Une embarcation de migrants et de réfugiés attend d'être secourue en mer Méditerranée, en février 2018 (image d'illustration). © Olmo Calvo/AP/SIPA

C’est une tragédie qui s’écrit sous nos yeux, et, par paresse ou lâcheté, quand ce n’est pas par mépris, nous les gardons fermés. Avec son nouveau roman, l’écrivain haïtien Louis-Philippe Dalembert, lauréat du Prix de la langue française 2019, nous force à les ouvrir.

Et c’est douloureux.
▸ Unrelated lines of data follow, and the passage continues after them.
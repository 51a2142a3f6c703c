use super::*;
use crate::{
    container::opts::DecodeOpts,
    export::unpack::write_dir,
    format::{clock_id::ClockId, header::Magic},
    layer::record::{LayerEntry, LayerHeader},
    raster::chunk::ImgType,
    resolve::refs::Pool,
};

fn temp_dir(name: &str) -> PathBuf {
    std::env::temp_dir().join(format!(
        "watchres_{name}_{}_{}",
        std::process::id(),
        std::time::SystemTime::now()
            .duration_since(std::time::UNIX_EPOCH)
            .unwrap()
            .as_nanos()
    ))
}

fn sample_model() -> ResourceModel {
    let mut model = ResourceModel::new(Magic::Idle, ClockId::generated(50003, 466, 466).unwrap());
    let raster = image::RgbaImage::from_fn(3, 2, |x, y| {
        image::Rgba([x as u8 * 40, y as u8 * 90, 7, if x == 0 { 128 } else { 255 }])
    });
    let a = model.push_image(
        Pool::Image,
        ImageBlob::Chunk(ImageChunk::encode_rgba(&raster, ImgType::Rgb8888, true).unwrap()),
    );
    let b = model.push_image(Pool::ZImage, ImageBlob::from_span(&[0x5A; 24]));
    model.layers.push(LayerRecord {
        header: LayerHeader::new(21, 0, 1, 2, 3),
        entries: vec![
            LayerEntry::Pointer {
                x_off: 4,
                y_off: 5,
                pool: Pool::Image,
                ref_id: a,
            },
            LayerEntry::Pointer {
                x_off: 6,
                y_off: 7,
                pool: Pool::ZImage,
                ref_id: b,
            },
        ],
    });
    model
}

#[test]
fn read_dir_inverts_write_dir() {
    let tmp = temp_dir("pack_roundtrip");
    let model = sample_model();
    write_dir(&model, None, &tmp).unwrap();
    assert_eq!(read_dir(&tmp).unwrap(), model);

    let out = tmp.join("packed").join("Clock50003_res");
    let summary = pack_dir(&tmp, &out, &EncodeOpts::default()).unwrap();
    assert_eq!(summary.layers, 1);
    let bytes = std::fs::read(&out).unwrap();
    assert_eq!(bytes.len(), summary.bytes);
    assert_eq!(
        codec::decode(&bytes, &DecodeOpts::default()).unwrap().model,
        model
    );

    std::fs::remove_dir_all(&tmp).ok();
}

#[test]
fn missing_bin_is_rebuilt_from_png() {
    let tmp = temp_dir("pack_from_png");
    let model = sample_model();
    write_dir(&model, None, &tmp).unwrap();
    std::fs::remove_file(tmp.join("images/0.bin")).unwrap();

    let rebuilt = read_dir(&tmp).unwrap();
    assert_eq!(rebuilt.images[0], model.images[0]);

    // The raw z-pool blob has no png and no chunk header to fall back on.
    std::fs::remove_file(tmp.join("images/1.bin")).unwrap();
    let err = read_dir(&tmp).unwrap_err();
    assert!(err.is_structural());
    assert!(err.to_string().contains("image 1"));

    std::fs::remove_dir_all(&tmp).ok();
}

#[test]
fn malformed_manifest_is_a_serde_error() {
    let tmp = temp_dir("pack_bad_manifest");
    write_dir(&sample_model(), None, &tmp).unwrap();
    std::fs::write(tmp.join(MANIFEST_FILE), b"{ \"magic\": 3 }").unwrap();
    assert!(matches!(read_dir(&tmp), Err(ResError::Serde(_))));
    std::fs::remove_dir_all(&tmp).ok();
}

#[test]
fn gaps_in_the_image_table_are_rejected() {
    let tmp = temp_dir("pack_gap");
    write_dir(&sample_model(), None, &tmp).unwrap();
    let path = tmp.join(MANIFEST_FILE);
    let mut manifest: Manifest = serde_json::from_slice(&std::fs::read(&path).unwrap()).unwrap();
    manifest.images.remove(0);
    std::fs::write(&path, serde_json::to_vec(&manifest).unwrap()).unwrap();
    assert!(read_dir(&tmp).unwrap_err().is_structural());
    std::fs::remove_dir_all(&tmp).ok();
}
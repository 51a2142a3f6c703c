use super::*;
use crate::{
    container::opts::EncodeOpts,
    layer::record::{LayerEntry, LayerHeader, LayerRecord},
    raster::chunk::{ImageChunk, ImgType},
};

fn temp_dir(name: &str) -> PathBuf {
    std::env::temp_dir().join(format!(
        "watchres_{name}_{}_{}",
        std::process::id(),
        std::time::SystemTime::now()
            .duration_since(std::time::UNIX_EPOCH)
            .unwrap()
            .as_nanos()
    ))
}

fn sample_container() -> Vec<u8> {
    let mut model = ResourceModel::new(Magic::Standard, ClockId::decode(0x000E_C352));
    let raster = image::RgbaImage::from_pixel(2, 2, image::Rgba([10, 20, 30, 255]));
    model.thumbnail = Some(ImageBlob::Chunk(
        ImageChunk::encode_rgba(&raster, ImgType::Rgb565, false).unwrap(),
    ));
    let id = model.push_image(
        Pool::Image,
        ImageBlob::Chunk(ImageChunk::encode_rgba(&raster, ImgType::Rgb8888, true).unwrap()),
    );
    model.layers.push(LayerRecord {
        header: LayerHeader::new(71, 0, 0, 5, 5),
        entries: vec![
            LayerEntry::int(1),
            LayerEntry::int(2),
            LayerEntry::ImageRef { ref_id: id },
        ],
    });
    model.trailer = vec![7, 7];
    codec::encode(&model, &EncodeOpts::default()).unwrap()
}

#[test]
fn unpack_writes_manifest_layers_and_images() {
    let tmp = temp_dir("unpack_layout");
    std::fs::create_dir_all(&tmp).unwrap();
    let src = tmp.join("Clock50002_res");
    std::fs::write(&src, sample_container()).unwrap();

    let out = tmp.join("out");
    let summary = unpack_file(&src, &out, &DecodeOpts::default()).unwrap();
    assert_eq!(summary.layers, 1);
    assert_eq!(summary.images, 1);
    assert_eq!(summary.pngs, 2);
    assert_eq!(summary.diagnostics, 1);

    for file in [
        MANIFEST_FILE,
        LAYERS_FILE,
        TRAILER_FILE,
        "thumbnail.bin",
        "thumbnail.png",
        "images/0.bin",
        "images/0.png",
    ] {
        assert!(out.join(file).is_file(), "missing {file}");
    }

    let manifest: Manifest =
        serde_json::from_slice(&std::fs::read(out.join(MANIFEST_FILE)).unwrap()).unwrap();
    assert_eq!(manifest.clock_id_raw, 0x000E_C352);
    assert_eq!(manifest.resolution, Some((400, 400)));
    assert_eq!(manifest.area_num_count, Some(4));
    assert_eq!(manifest.images[0].offset, Some(0));
    assert_eq!(manifest.images[0].asset.kind, "chunk:rgb8888");
    assert!(manifest.images[0].asset.chunk.unwrap().compressed);

    let png = image::open(out.join("images/0.png")).unwrap().to_rgba8();
    assert_eq!(png.get_pixel(1, 1).0, [10, 20, 30, 255]);

    let layers: serde_json::Value =
        serde_json::from_slice(&std::fs::read(out.join(LAYERS_FILE)).unwrap()).unwrap();
    assert_eq!(layers[0]["drawType"], 71);
    assert_eq!(layers[0]["entries"][2]["kind"], "image_ref");

    std::fs::remove_dir_all(&tmp).ok();
}

#[test]
fn unpack_reports_missing_and_corrupt_sources() {
    let tmp = temp_dir("unpack_errors");
    std::fs::create_dir_all(&tmp).unwrap();

    let missing = unpack_file(&tmp.join("nope"), &tmp.join("out"), &DecodeOpts::default());
    assert!(matches!(missing, Err(ResError::Other(_))));

    let junk = tmp.join("junk_res");
    std::fs::write(&junk, b"not a container at all, definitely").unwrap();
    let err = unpack_file(&junk, &tmp.join("out"), &DecodeOpts::default()).unwrap_err();
    assert!(err.is_structural());
    assert!(err.to_string().contains("junk_res"));

    std::fs::remove_dir_all(&tmp).ok();
}
use serde::{Deserialize, Serialize};

/// Category of a non-fatal decode finding.
#[derive(Clone, Copy, Debug, PartialEq, Eq, Hash, Serialize, Deserialize)]
#[serde(rename_all = "snake_case")]
pub enum DiagnosticKind {
    /// The fallback rule saw a plausible-looking offset/length pair but read a literal.
    AmbiguousEntry,
    /// A fallback pair was accepted without an image signature in the referenced span.
    LowConfidenceReference,
    /// The `area_num` list stopped short of the configured count.
    AreaCount,
    /// A record's `drawType` is not covered by any explicit rule.
    UnknownField,
    /// A fixed-width text field did not round-trip cleanly to a string.
    LossyText,
    /// Bytes after the last complete layer record.
    TrailingData,
}

/// Non-fatal warning recorded while decoding, attached to a layer record by index.
#[derive(Clone, Debug, PartialEq, Eq, Serialize, Deserialize)]
pub struct Diagnostic {
    /// Category.
    pub kind: DiagnosticKind,
    /// Index of the affected layer record, if any.
    #[serde(default, skip_serializing_if = "Option::is_none")]
    pub layer: Option<usize>,
    /// Index of the affected entry within the record, if any.
    #[serde(default, skip_serializing_if = "Option::is_none")]
    pub entry: Option<usize>,
    /// Absolute file offset where the finding was made.
    pub offset: usize,
    /// Human-readable detail.
    pub message: String,
}

/// Collected findings for one decode session.
#[derive(Clone, Debug, Default, PartialEq, Eq, Serialize, Deserialize)]
pub struct Diagnostics {
    items: Vec<Diagnostic>,
}

impl Diagnostics {
    /// Record a finding and mirror it to the log.
    pub fn push(&mut self, diag: Diagnostic) {
        tracing::warn!(
            kind = ?diag.kind,
            layer = ?diag.layer,
            entry = ?diag.entry,
            offset = diag.offset,
            "{}",
            diag.message
        );
        self.items.push(diag);
    }

    /// All findings in discovery order.
    pub fn items(&self) -> &[Diagnostic] {
        &self.items
    }

    /// Findings attached to layer `layer`.
    pub fn for_layer(&self, layer: usize) -> impl Iterator<Item = &Diagnostic> {
        self.items.iter().filter(move |d| d.layer == Some(layer))
    }

    /// Findings of a given kind.
    pub fn of_kind(&self, kind: DiagnosticKind) -> impl Iterator<Item = &Diagnostic> {
        self.items.iter().filter(move |d| d.kind == kind)
    }

    /// Number of findings.
    pub fn len(&self) -> usize {
        self.items.len()
    }

    /// True when nothing was recorded.
    pub fn is_empty(&self) -> bool {
        self.items.is_empty()
    }
}

#[cfg(test)]
#[path = "../../tests/unit/foundation/diag.rs"]
mod tests;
Mur Méditerranée nous raconte en effet le voyage de trois femmes, Chochana la Nigériane, Semhar l’Érythréenne et Dima la Syrienne, qui, pour des raisons différentes, ont choisi le chemin de l’exil vers l’Europe.

De leur pays aimé mais incapable de leur garantir une vie décente à l’horreur de la traversée à bord d’un vieux chalutier, toutes trois défient leur destin, laissant derrière elles famille et rêves d’enfants ; les affres du trajet vont les priver de leurs dernières illusions.

Fait réel

Sans pathos mais avec précision, Louis-Philippe Dalembert décrit minutieusement la violence insigne des routes migratoires, l’ignominie des passeurs, le racisme, les extorsions, les abus, les viols, les meurtres…
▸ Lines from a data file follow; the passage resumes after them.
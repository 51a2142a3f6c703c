/// Convenience result type used across watchres.
pub type ResResult<T> = Result<T, ResError>;

/// Top-level error taxonomy used by codec APIs.
#[derive(thiserror::Error, Debug)]
pub enum ResError {
    /// Unrecognized magic, violated header invariants, truncated input, or an
    /// encode-side model the container cannot represent.
    #[error("structural error: {0}")]
    Structural(String),

    /// LZ4 payload did not decompress to the declared size.
    #[error("decompression error: {0}")]
    Decompression(String),

    /// Pixel payload could not be converted to or from an RGBA raster.
    #[error("pixel format error: {0}")]
    Pixel(String),

    /// Errors when serializing or deserializing the unpacked representation.
    #[error("serialization error: {0}")]
    Serde(String),

    /// Wrapped lower-level error from dependencies or IO.
    #[error(transparent)]
    Other(#[from] anyhow::Error),
}

impl ResError {
    /// Build a [`ResError::Structural`] value.
    pub fn structural(msg: impl Into<String>) -> Self {
        Self::Structural(msg.into())
    }

    /// Build a [`ResError::Decompression`] value.
    pub fn decompression(msg: impl Into<String>) -> Self {
        Self::Decompression(msg.into())
    }

    /// Build a [`ResError::Pixel`] value.
    pub fn pixel(msg: impl Into<String>) -> Self {
        Self::Pixel(msg.into())
    }

    /// Build a [`ResError::Serde`] value.
    pub fn serde(msg: impl Into<String>) -> Self {
        Self::Serde(msg.into())
    }

    /// Prefix the message with where the error happened, keeping the variant.
    pub fn context(self, at: impl std::fmt::Display) -> Self {
        match self {
            Self::Structural(msg) => Self::Structural(format!("{at}: {msg}")),
            Self::Decompression(msg) => Self::Decompression(format!("{at}: {msg}")),
            Self::Pixel(msg) => Self::Pixel(format!("{at}: {msg}")),
            Self::Serde(msg) => Self::Serde(format!("{at}: {msg}")),
            Self::Other(err) => Self::Other(err.context(at.to_string())),
        }
    }

    /// True for errors that abort decoding of a whole container.
    pub fn is_structural(&self) -> bool {
        matches!(self, Self::Structural(_))
    }
}

#[cfg(test)]
#[path = "../../tests/unit/foundation/error.rs"]
mod tests;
Pas besoin de savoir que ce roman est inspiré d’un fait réel – le naufrage d’un bateau clandestin secouru par le pétrolier danois Torm Lotte, en 2014 – pour ressentir au plus profond de soi à la fois les souffrances des protagonistes et leur farouche volonté de vivre. Notamment parce que Louis-Philippe Dalembert s’est attaché à peindre Chochana, Semhar et Dima non comme des archétypes sans âme, mais plutôt comme des êtres tissés de contradictions, tantôt égoïstes, tantôt altruistes, tantôt racistes, tantôt ouverts aux autres.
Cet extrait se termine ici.